=== Begin Enclosure ===

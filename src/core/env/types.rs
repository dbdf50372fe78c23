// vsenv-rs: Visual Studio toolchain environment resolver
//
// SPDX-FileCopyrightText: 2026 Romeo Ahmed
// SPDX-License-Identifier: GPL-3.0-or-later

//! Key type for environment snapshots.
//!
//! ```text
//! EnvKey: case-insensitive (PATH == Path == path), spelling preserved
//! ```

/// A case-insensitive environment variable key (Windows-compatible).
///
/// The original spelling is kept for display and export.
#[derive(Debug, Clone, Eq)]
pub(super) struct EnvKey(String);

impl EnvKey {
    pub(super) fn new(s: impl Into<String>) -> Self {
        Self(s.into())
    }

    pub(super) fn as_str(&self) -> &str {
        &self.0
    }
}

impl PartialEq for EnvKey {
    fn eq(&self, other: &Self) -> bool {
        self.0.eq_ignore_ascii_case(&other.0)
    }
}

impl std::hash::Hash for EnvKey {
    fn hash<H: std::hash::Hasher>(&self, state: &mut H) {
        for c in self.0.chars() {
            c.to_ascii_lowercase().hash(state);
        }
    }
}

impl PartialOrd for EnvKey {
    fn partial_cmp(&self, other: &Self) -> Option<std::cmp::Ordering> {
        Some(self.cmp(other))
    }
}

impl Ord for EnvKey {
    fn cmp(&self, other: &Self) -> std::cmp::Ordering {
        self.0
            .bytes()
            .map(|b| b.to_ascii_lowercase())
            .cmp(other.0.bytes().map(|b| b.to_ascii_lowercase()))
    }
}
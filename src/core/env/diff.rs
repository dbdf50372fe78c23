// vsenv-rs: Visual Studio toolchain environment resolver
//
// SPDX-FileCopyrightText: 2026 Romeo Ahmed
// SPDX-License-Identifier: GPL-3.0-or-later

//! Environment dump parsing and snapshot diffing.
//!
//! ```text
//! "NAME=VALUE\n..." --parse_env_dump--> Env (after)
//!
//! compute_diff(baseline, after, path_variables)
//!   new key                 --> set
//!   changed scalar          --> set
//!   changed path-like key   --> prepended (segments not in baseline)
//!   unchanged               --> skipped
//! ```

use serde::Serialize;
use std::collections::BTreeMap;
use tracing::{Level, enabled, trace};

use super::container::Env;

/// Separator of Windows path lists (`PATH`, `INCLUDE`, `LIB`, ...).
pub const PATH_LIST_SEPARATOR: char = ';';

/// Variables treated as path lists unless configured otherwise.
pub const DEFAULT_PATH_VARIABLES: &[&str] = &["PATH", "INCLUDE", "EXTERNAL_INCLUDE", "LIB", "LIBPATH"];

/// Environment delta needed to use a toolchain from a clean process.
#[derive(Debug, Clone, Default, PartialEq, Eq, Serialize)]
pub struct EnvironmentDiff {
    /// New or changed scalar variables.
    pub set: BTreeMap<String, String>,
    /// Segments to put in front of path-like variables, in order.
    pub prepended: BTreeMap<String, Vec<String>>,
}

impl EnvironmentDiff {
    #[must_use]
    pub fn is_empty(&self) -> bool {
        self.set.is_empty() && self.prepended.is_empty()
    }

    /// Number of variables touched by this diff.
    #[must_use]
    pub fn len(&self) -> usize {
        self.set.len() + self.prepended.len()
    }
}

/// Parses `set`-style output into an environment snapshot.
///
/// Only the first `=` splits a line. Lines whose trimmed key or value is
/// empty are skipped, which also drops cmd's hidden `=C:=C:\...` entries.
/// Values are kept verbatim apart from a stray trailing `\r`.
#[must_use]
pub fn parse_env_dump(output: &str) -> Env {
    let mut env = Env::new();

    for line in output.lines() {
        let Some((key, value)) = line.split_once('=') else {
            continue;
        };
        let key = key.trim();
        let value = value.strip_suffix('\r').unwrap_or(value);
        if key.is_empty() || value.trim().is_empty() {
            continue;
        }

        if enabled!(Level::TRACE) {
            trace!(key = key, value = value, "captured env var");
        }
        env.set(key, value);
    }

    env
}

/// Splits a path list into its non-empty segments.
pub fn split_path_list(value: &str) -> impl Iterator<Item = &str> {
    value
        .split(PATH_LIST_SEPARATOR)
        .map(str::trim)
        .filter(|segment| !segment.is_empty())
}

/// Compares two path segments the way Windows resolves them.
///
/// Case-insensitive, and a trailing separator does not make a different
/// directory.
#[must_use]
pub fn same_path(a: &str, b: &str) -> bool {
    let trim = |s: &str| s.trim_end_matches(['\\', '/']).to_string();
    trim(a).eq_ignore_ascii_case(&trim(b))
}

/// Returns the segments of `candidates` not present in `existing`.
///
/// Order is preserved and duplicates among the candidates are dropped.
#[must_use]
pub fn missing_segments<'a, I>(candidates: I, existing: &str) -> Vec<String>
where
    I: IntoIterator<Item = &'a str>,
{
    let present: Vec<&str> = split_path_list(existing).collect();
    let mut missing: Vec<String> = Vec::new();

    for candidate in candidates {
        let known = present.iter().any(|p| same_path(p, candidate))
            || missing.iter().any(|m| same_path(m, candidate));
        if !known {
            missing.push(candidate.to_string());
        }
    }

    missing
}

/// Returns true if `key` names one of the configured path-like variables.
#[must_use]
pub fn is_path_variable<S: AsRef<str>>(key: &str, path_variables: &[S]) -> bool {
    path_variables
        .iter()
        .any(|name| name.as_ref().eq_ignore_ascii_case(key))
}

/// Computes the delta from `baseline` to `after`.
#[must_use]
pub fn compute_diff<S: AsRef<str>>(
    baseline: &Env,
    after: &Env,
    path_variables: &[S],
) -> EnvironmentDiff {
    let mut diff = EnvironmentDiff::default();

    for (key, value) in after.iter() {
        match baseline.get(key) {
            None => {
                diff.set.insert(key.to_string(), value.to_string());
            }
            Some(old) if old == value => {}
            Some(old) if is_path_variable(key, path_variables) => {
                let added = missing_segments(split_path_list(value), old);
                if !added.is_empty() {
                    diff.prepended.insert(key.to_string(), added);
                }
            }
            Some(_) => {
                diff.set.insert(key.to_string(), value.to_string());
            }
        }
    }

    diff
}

=== End Enclosure ===
=== Begin Enclosure ===

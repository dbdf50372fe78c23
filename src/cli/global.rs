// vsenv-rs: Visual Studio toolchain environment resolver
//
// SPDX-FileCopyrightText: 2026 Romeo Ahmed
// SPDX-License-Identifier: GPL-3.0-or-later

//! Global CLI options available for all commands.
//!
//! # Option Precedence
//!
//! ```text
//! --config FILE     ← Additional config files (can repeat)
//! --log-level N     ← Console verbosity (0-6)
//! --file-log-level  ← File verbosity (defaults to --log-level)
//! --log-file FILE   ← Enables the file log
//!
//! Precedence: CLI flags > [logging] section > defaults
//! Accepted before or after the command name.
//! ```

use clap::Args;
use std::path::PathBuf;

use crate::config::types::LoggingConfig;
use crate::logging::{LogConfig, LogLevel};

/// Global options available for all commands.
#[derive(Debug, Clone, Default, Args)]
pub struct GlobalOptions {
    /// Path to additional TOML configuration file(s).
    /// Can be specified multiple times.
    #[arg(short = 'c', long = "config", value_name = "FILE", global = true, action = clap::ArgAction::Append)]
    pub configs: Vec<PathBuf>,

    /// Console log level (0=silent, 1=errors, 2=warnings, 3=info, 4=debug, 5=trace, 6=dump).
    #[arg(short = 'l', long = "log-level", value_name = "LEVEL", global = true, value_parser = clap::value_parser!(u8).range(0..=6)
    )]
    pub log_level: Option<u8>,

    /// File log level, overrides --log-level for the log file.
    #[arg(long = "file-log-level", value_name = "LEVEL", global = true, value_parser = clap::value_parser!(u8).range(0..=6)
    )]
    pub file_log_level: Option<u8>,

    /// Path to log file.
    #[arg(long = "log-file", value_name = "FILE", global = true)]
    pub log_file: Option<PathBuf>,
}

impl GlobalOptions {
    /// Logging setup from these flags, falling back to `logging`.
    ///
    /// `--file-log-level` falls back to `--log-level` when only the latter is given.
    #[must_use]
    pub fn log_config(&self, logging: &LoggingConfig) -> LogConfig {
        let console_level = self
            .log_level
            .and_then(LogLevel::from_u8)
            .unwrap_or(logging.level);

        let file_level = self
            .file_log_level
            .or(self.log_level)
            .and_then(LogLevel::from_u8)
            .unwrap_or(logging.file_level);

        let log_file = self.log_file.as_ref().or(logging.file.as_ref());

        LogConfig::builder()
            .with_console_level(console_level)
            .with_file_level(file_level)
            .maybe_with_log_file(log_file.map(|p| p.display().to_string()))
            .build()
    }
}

=== End Enclosure ===

## EXERCISE OBJECTIVE
Count up the lines in the entries that hold "struct", and respond with that count and no other text.

## WRITTEN RESPONSE
3